Cabrini University’s instructor Thomas O’Donnell speaks up about food waste in the PBS39 article titled “Food Waste in the Valley.”

“Food waste is prevalent and present everywhere. The biggest issue to me is that there is more than enough food raised and grown in the United States to provide food to everyone who is food insecure. That statistic is known, but it is also true in the entire world. Sadly, there is all of these people that are in need, both in terms of quantity and quality of food,” O’Donnell said.

A study was done about food stores serving the misfit, or seconds of fruits and vegetable at a discount price, and they sold immediately. People wanted the perfectly good fruits and vegetables that had either a scratch or bruise of some sort because it was a lower price.

“You get people who can’t afford expensive food so end up buying things like hot pockets or low quality cereal and fill up on empty food which isn’t starvation but a food insecurity issue,” O’Donnell said. These people then can buy the discounted fruits and vegetables, saving it from being wasted.

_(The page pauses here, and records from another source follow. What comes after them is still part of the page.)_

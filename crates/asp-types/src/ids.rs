//! Branded primitives: [`SpaceId`], [`CommitSha`], [`Integrity`], [`SpaceKey`].
//!
//! Each type validates its invariant at construction so downstream code
//! never re-checks the pattern once it holds one of these values.

use std::fmt;

use serde::{Deserialize, Serialize};

/// Reserved commit marker for a space read straight from the working copy.
pub const COMMIT_DEV: &str = "dev";
/// Reserved commit marker for a project-local space.
pub const COMMIT_PROJECT: &str = "project";

/// Kebab-case space identifier, 1-64 chars, `[a-z0-9]+(-[a-z0-9]+)*`.
#[derive(Debug, Clone, PartialEq, Eq, PartialOrd, Ord, Hash, Serialize, Deserialize)]
#[serde(try_from = "String", into = "String")]
pub struct SpaceId(String);

impl SpaceId {
    pub fn parse(s: &str) -> Result<Self, InvalidSpaceId> {
        if s.is_empty() || s.len() > 64 {
            return Err(InvalidSpaceId {
                value: s.to_string(),
                reason: "length must be 1..=64",
            });
        }
        let mut segments = s.split('-');
        let all_valid = segments.all(|seg| {
            !seg.is_empty() && seg.bytes().all(|b| b.is_ascii_lowercase() || b.is_ascii_digit())
        });
        if !all_valid {
            return Err(InvalidSpaceId {
                value: s.to_string(),
                reason: "must match [a-z0-9]+(-[a-z0-9]+)*",
            });
        }
        Ok(Self(s.to_string()))
    }

    /// Derive a synthetic id from the last path segment of a path reference.
    /// Falls back to `path-ref` when the segment kebab-normalizes to nothing.
    pub fn from_path_segment(segment: &str) -> Self {
        let normalized: String = segment
            .chars()
            .map(|c| {
                if c.is_ascii_alphanumeric() {
                    c.to_ascii_lowercase()
                } else {
                    '-'
                }
            })
            .collect();
        let collapsed = normalized
            .split('-')
            .filter(|s| !s.is_empty())
            .collect::<Vec<_>>()
            .join("-");
        Self::parse(&collapsed).unwrap_or_else(|_| Self("path-ref".to_string()))
    }

    pub fn as_str(&self) -> &str {
        &self.0
    }
}

impl fmt::Display for SpaceId {
    fn fmt(&self, f: &mut fmt::Formatter<'_>) -> fmt::Result {
        f.write_str(&self.0)
    }
}

impl TryFrom<String> for SpaceId {
    type Error = InvalidSpaceId;
    fn try_from(value: String) -> Result<Self, Self::Error> {
        Self::parse(&value)
    }
}

impl From<SpaceId> for String {
    fn from(value: SpaceId) -> Self {
        value.0
    }
}

#[derive(Debug, Clone, thiserror::Error)]
#[error("invalid space id {value:?}: {reason}")]
pub struct InvalidSpaceId {
    pub value: String,
    pub reason: &'static str,
}

/// A git commit SHA (7-64 lowercase hex chars), or one of the `dev`/`project`
/// markers used by non-content-addressed spaces.
#[derive(Debug, Clone, PartialEq, Eq, PartialOrd, Ord, Hash, Serialize, Deserialize)]
#[serde(try_from = "String", into = "String")]
pub enum CommitSha {
    Sha(String),
    Dev,
    Project,
}

impl CommitSha {
    pub fn parse(s: &str) -> Result<Self, InvalidCommitSha> {
        match s {
            COMMIT_DEV => Ok(Self::Dev),
            COMMIT_PROJECT => Ok(Self::Project),
            _ => {
                let len_ok = (7..=64).contains(&s.len());
                let hex_ok = !s.is_empty() && s.bytes().all(|b| b.is_ascii_hexdigit() && !b.is_ascii_uppercase());
                if len_ok && hex_ok {
                    Ok(Self::Sha(s.to_string()))
                } else {
                    Err(InvalidCommitSha { value: s.to_string() })
                }
            }
        }
    }

    pub fn as_str(&self) -> &str {
        match self {
            Self::Sha(s) => s,
            Self::Dev => COMMIT_DEV,
            Self::Project => COMMIT_PROJECT,
        }
    }

    pub fn is_content_addressed(&self) -> bool {
        matches!(self, Self::Sha(_))
    }
}

impl fmt::Display for CommitSha {
    fn fmt(&self, f: &mut fmt::Formatter<'_>) -> fmt::Result {
        f.write_str(self.as_str())
    }
}

impl TryFrom<String> for CommitSha {
    type Error = InvalidCommitSha;
    fn try_from(value: String) -> Result<Self, Self::Error> {
        Self::parse(&value)
    }
}

impl From<CommitSha> for String {
    fn from(value: CommitSha) -> Self {
        value.as_str().to_string()
    }
}

#[derive(Debug, Clone, thiserror::Error)]
#[error("invalid commit sha {value:?}: must be 7..=64 lowercase hex chars, or `dev`/`project`")]
pub struct InvalidCommitSha {
    pub value: String,
}

/// `sha256:<64-hex>`, or one of the two reserved non-hex markers.
#[derive(Debug, Clone, PartialEq, Eq, PartialOrd, Ord, Hash, Serialize, Deserialize)]
#[serde(try_from = "String", into = "String")]
pub enum Integrity {
    Sha256(String),
    Dev,
    Project,
}

impl Integrity {
    pub const PREFIX: &'static str = "sha256:";

    pub fn parse(s: &str) -> Result<Self, InvalidIntegrity> {
        let rest = s
            .strip_prefix(Self::PREFIX)
            .ok_or_else(|| InvalidIntegrity { value: s.to_string() })?;
        match rest {
            "dev" => Ok(Self::Dev),
            "project" => Ok(Self::Project),
            hex if hex.len() == 64 && hex.bytes().all(|b| b.is_ascii_hexdigit() && !b.is_ascii_uppercase()) => {
                Ok(Self::Sha256(hex.to_string()))
            }
            _ => Err(InvalidIntegrity { value: s.to_string() }),
        }
    }

    pub fn of_hex(hex: impl Into<String>) -> Self {
        Self::Sha256(hex.into())
    }
}

impl fmt::Display for Integrity {
    fn fmt(&self, f: &mut fmt::Formatter<'_>) -> fmt::Result {
        match self {
            Self::Sha256(hex) => write!(f, "sha256:{hex}"),
            Self::Dev => write!(f, "sha256:dev"),
            Self::Project => write!(f, "sha256:project"),
        }
    }
}

impl TryFrom<String> for Integrity {
    type Error = InvalidIntegrity;
    fn try_from(value: String) -> Result<Self, Self::Error> {
        Self::parse(&value)
    }
}

impl From<Integrity> for String {
    fn from(value: Integrity) -> Self {
        value.to_string()
    }
}

#[derive(Debug, Clone, thiserror::Error)]
#[error("invalid integrity {value:?}: expected sha256:<64-hex> or sha256:dev/sha256:project")]
pub struct InvalidIntegrity {
    pub value: String,
}

/// `<id>@<commit-or-marker>`, uniquely identifying a materialization input.
#[derive(Debug, Clone, PartialEq, Eq, PartialOrd, Ord, Hash, Serialize, Deserialize)]
#[serde(try_from = "String", into = "String")]
pub struct SpaceKey {
    pub id: SpaceId,
    pub commit: CommitSha,
}

impl SpaceKey {
    pub fn new(id: SpaceId, commit: CommitSha) -> Self {
        Self { id, commit }
    }

    pub fn parse(s: &str) -> Result<Self, InvalidSpaceKey> {
        let (id, commit) = s
            .split_once('@')
            .ok_or_else(|| InvalidSpaceKey { value: s.to_string() })?;
        let id = SpaceId::parse(id).map_err(|_| InvalidSpaceKey { value: s.to_string() })?;
        let commit = CommitSha::parse(commit).map_err(|_| InvalidSpaceKey { value: s.to_string() })?;
        Ok(Self { id, commit })
    }
}

impl fmt::Display for SpaceKey {
    fn fmt(&self, f: &mut fmt::Formatter<'_>) -> fmt::Result {
        write!(f, "{}@{}", self.id, self.commit)
    }
}

impl TryFrom<String> for SpaceKey {
    type Error = InvalidSpaceKey;
    fn try_from(value: String) -> Result<Self, Self::Error> {
        Self::parse(&value)
    }
}

impl From<SpaceKey> for String {
    fn from(value: SpaceKey) -> Self {
        value.to_string()
    }
}

#[derive(Debug, Clone, thiserror::Error)]
#[error("invalid space key {value:?}: expected <id>@<commit-or-marker>")]
pub struct InvalidSpaceKey {
    pub value: String,
}

#[cfg(test)]
mod tests {
    use super::*;

    #[test]
    fn space_id_boundary_lengths() {
        assert!(SpaceId::parse(&"a".repeat(1)).is_ok());
        assert!(SpaceId::parse(&"a".repeat(64)).is_ok());
        assert!(SpaceId::parse("").is_err());
        assert!(SpaceId::parse(&"a".repeat(65)).is_err());
    }

    #[test]
    fn space_id_rejects_bad_pattern() {
        assert!(SpaceId::parse("Foo").is_err());
        assert!(SpaceId::parse("-foo").is_err());
        assert!(SpaceId::parse("foo-").is_err());
        assert!(SpaceId::parse("foo--bar").is_err());
    }

    #[test]
    fn commit_sha_boundary_lengths() {
        assert!(CommitSha::parse(&"a".repeat(7)).is_ok());
        assert!(CommitSha::parse(&"a".repeat(64)).is_ok());
        assert!(CommitSha::parse(&"a".repeat(6)).is_err());
        assert!(CommitSha::parse(&"a".repeat(65)).is_err());
        assert!(matches!(CommitSha::parse("dev"), Ok(CommitSha::Dev)));
        assert!(matches!(CommitSha::parse("project"), Ok(CommitSha::Project)));
    }

    #[test]
    fn integrity_round_trips() {
        let i = Integrity::of_hex("a".repeat(64));
        let s = i.to_string();
        assert_eq!(Integrity::parse(&s).unwrap(), i);
        assert_eq!(Integrity::parse("sha256:dev").unwrap(), Integrity::Dev);
    }

    #[test]
    fn space_key_round_trips() {
        let key = SpaceKey::new(SpaceId::parse("base").unwrap(), CommitSha::parse("dev").unwrap());
        assert_eq!(SpaceKey::parse(&key.to_string()).unwrap(), key);
    }

    #[test]
    fn path_segment_fallback() {
        let id = SpaceId::from_path_segment("___");
        assert_eq!(id.as_str(), "path-ref");
        let id = SpaceId::from_path_segment("My Cool Space!");
        assert_eq!(id.as_str(), "my-cool-space");
    }
}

A group of students from Lehigh University competed in a Hack-a-Thon to come up with new ideas to help lower food waste. The judges looked for innovation, viability, and how well these students managed their time with just 48 hours. The group that won the Progress award dealt with college campuses’ cafeterias. They shared ideas about students swiping into the caf with their ID cards and getting food but then knowing how much they wasted when they were done.

Containers of soup at Cabrini University Photo by Dr. O’Donnell

Something that Cabrini students can do to help with food waste O’Donnell said is, “Go to your local supermarket and find the assistant manager or the general manager, look for posters that indicate that they have some sort of a program about food waste reduction. Tell that person how happy you are that they’re doing that and please continue doing more of it. The reason is that they respond to customer feedback more than anything else in the whole world, and that statement by you to that store manager will help improve these programs.”

Here at Cabrini we have a few ways to lower food waste that every student may not know about. One way is that we take all the leftover soup and bring it to local pantries. Students and staff have collected more than 4,000 pounds of food for those pantries.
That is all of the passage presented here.